Until recently [17,19] the state of the art for neoblast isolation consisted in the dissociation of whole planarians in a medium free of calcium and magnesium, and then serial passage of this cell suspension through Nytex sieves of different pore diameters (160, 100, 60, 40, and 10 μm) [20]. Since neoblasts range between 5–8 μm in diameter, the fraction obtained after passage through the last sieve (10 μm) is rich in neoblasts (∼70%). However this fraction is usually contaminated with a variety of cells (gastric and muscle cells as well as some neurons) that due to their geometry will sometimes pass through the 10-μm filter. Agata and colleagues have improved on the methods to purify isolated neoblasts by developing fluorescence activated cell sorting (FACS) methods suitable for planarian cells [19].

The method takes advantage of irradiation, which is known to eliminate dividing cells (neoblasts, in the case of planarians). Wild type and irradiated planarians are cut into pieces, treated with trypsin and are dissociated into single cells by gentle pipetting, and passed through a 40 μm pore-size filter to eliminate any aggregated cells. The cell suspension is then stained with propidium iodide to label dead cells for later elimination during sorting. Since no surface-specific antigens are known for planarian neoblasts yet, neoblasts are identified by labeling the dissociated cells of wild type and irradiated animals with Hoechst 323342 blue (stains DNA) and Calcein AM (labels the cytosol of viable cells). The labeled specimens are then subjected to FACS analysis. First, PI-labeled cells are excluded from the samples. The degree of forward-angle light scatter (FSC) is also used to exclude non-cellular debris and/or any large cells present in the samples. Once debris and undesired cells are excluded, the samples will be analyzed based on the intensities of DNA and vital dyes (Hoechst 323342 blue, and Calcein AM, for example). By comparing wild type and irradiated planarian samples, two major cell fractions are found missing in the irradiated animals. These correspond to cells which are dividing (X1; DNA content >2n), and a side population of small cells ranging in size from 6–8 μm in diameter (Fig. 3). Because of their size and morphology, it is believed that populations X1 and X2 are enriched in neoblasts. Hence, these fractions of cells can be sorted and utilized for downstream applications such as in situ hybridizations [17], RNA and protein isolation, as well as injection into irradiated animals, for example.
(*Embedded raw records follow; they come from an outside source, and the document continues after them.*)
//! The compression module runs the two codec pipelines.
//!
//! Compression:
//! - Count how often each byte value occurs in the whole input.
//! - Write those counts as the stream header.
//! - Build the Huffman tree and code table from the counts.
//! - Read the input again from the start and write each byte's code.
//! - Pad the last byte with zero bits.
//!
//! Decompression reads the header, rebuilds the same tree, and walks it one bit at a time,
//! writing a byte at every leaf until the header's total has been produced.
//!
//! Both run start to finish on the calling thread. Each call owns its own table, tree and
//! codes, and drops them when it returns.
//!

pub mod compress;
pub mod decompress;
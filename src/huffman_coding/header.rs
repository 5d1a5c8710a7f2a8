//! The stream header: a self-describing copy of the frequency table.
//!
//! Layout, most significant bit first:
//! - 256 two bit size classes, one per symbol in ascending order.
//! - For every symbol whose class is not zero, again in ascending order, its count in
//!   8, 16 or 32 bits according to the class.
//!
//! All classes come first and all values after them. Both halves must be kept in this order
//! for existing files to stay readable.

use std::io::{Read, Write};

use log::{debug, trace};

use crate::bitstream::{bitreader::BitReader, bitwriter::BitWriter};
use crate::error::{HufError, Result};
use crate::tools::freq_count::FrequencyTable;

/// Bits used to store each size class.
const CLASS_BITS: u8 = 2;

/// Width tag for one symbol's count in the header.
#[derive(Clone, Copy, Debug, PartialEq, Eq)]
pub enum SizeClass {
    Absent = 0,
    Byte = 1,
    Short = 2,
    Word = 3,
}

impl SizeClass {
    /// Pick the smallest class that holds `count`. Counts of 2^32-1 and up cannot be stored.
    pub fn for_count(symbol: u8, count: u64) -> Result<Self> {
        match count {
            0 => Ok(SizeClass::Absent),
            1..=0xff => Ok(SizeClass::Byte),
            0x100..=0xffff => Ok(SizeClass::Short),
            c if c < u32::MAX as u64 => Ok(SizeClass::Word),
            _ => Err(HufError::FrequencyRange { symbol, count }),
        }
    }

    /// Decode a class tag read from the header.
    pub fn from_tag(symbol: usize, tag: u32) -> Result<Self> {
        match tag {
            0 => Ok(SizeClass::Absent),
            1 => Ok(SizeClass::Byte),
            2 => Ok(SizeClass::Short),
            3 => Ok(SizeClass::Word),
            class => Err(HufError::CorruptHeader { symbol, class }),
        }
    }

    /// Width of the stored count.
    pub fn value_bits(self) -> u8 {
        match self {
            SizeClass::Absent => 0,
            SizeClass::Byte => 8,
            SizeClass::Short => 16,
            SizeClass::Word => 32,
        }
    }
}

/// Work out every symbol's class, failing before anything is written if one is out of range.
fn classes(table: &FrequencyTable) -> Result<Vec<SizeClass>> {
    table
        .counts()
        .iter()
        .enumerate()
        .map(|(symbol, &count)| SizeClass::for_count(symbol as u8, count))
        .collect()
}

/// Exact size of the header for `table`, in bits.
pub fn header_bits(table: &FrequencyTable) -> Result<u64> {
    Ok(classes(table)?
        .iter()
        .map(|class| (CLASS_BITS + class.value_bits()) as u64)
        .sum())
}

/// Serialize the frequency table onto the bitstream.
pub fn write_header<W: Write>(table: &FrequencyTable, bw: &mut BitWriter<W>) -> Result<()> {
    let classes = classes(table)?;
    for class in &classes {
        bw.write_bits(CLASS_BITS, *class as u32)?;
    }
    trace!("Size classes written, now at {}.", bw.loc());

    for (class, &count) in classes.iter().zip(table.counts().iter()) {
        // Absent symbols have zero value bits, so nothing is written for them.
        bw.write_bits(class.value_bits(), count as u32)?;
    }
    debug!(
        "Header written: {} symbols present, {} bits.",
        table.distinct(),
        bw.bits_written()
    );
    Ok(())
}

/// Read a header back into a frequency table.
pub fn read_header<R: Read>(br: &mut BitReader<R>) -> Result<FrequencyTable> {
    let mut classes = Vec::with_capacity(256);
    for symbol in 0..256 {
        classes.push(SizeClass::from_tag(symbol, br.bits(CLASS_BITS)?)?);
    }
    trace!("Size classes read, now at {}.", br.loc());

    let mut counts = [0_u64; 256];
    for (count, class) in counts.iter_mut().zip(classes) {
        if class != SizeClass::Absent {
            *count = br.bits(class.value_bits())? as u64;
        }
    }
    let table = FrequencyTable::from_counts(counts);
    debug!(
        "Header read: {} symbols present, {} total.",
        table.distinct(),
        table.total()
    );
    Ok(table)
}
In recent years, much progress has been made in the identification of molecules associated with the regulation of stem cells in mammals [3,4]. However, the relatively small number of these cells in mammalian tissues and their relative scarcity in traditional invertebrate model systems has hampered progress in our understanding of stem cell biology. We have endeavored to bridge this gap by identifying an invertebrate organism that possesses large numbers of experimentally accessible adult stem cells and in which large numbers of hypotheses can be tested in relatively short periods of time. This organism is the planarian Schmidtea mediterranea, a stable diploid with a relatively small (∼800 Mbases) and now sequenced genome for which clonal lines (e.g., CIW4) have been developed to reduce naturally occurring variabilities and to standardize the study of its biology. We have also introduced the necessary methods to study the stem cells of these organisms at high levels of functional resolution. Hence, it is now possible to measure biological processes in planarians [21], catalog genes and visualize their expression [22], as well as to specifically and robustly interfere with their functions [13].

Because S. mediterranea is composed of a large number of stem cells (neoblasts), yet possess a relatively small number of differentiated cell types, it has now become possible to embark on a systematic in vivo analysis of the population dynamics of this stem cell population. It is our expectation that much will be learned soon from these studies, not only about the neoblasts themselves, but also about the evolutionarily conserved cellular and molecular mechanisms that must regulate the maintenance, function and differentiation of stem cells in multicellular organisms.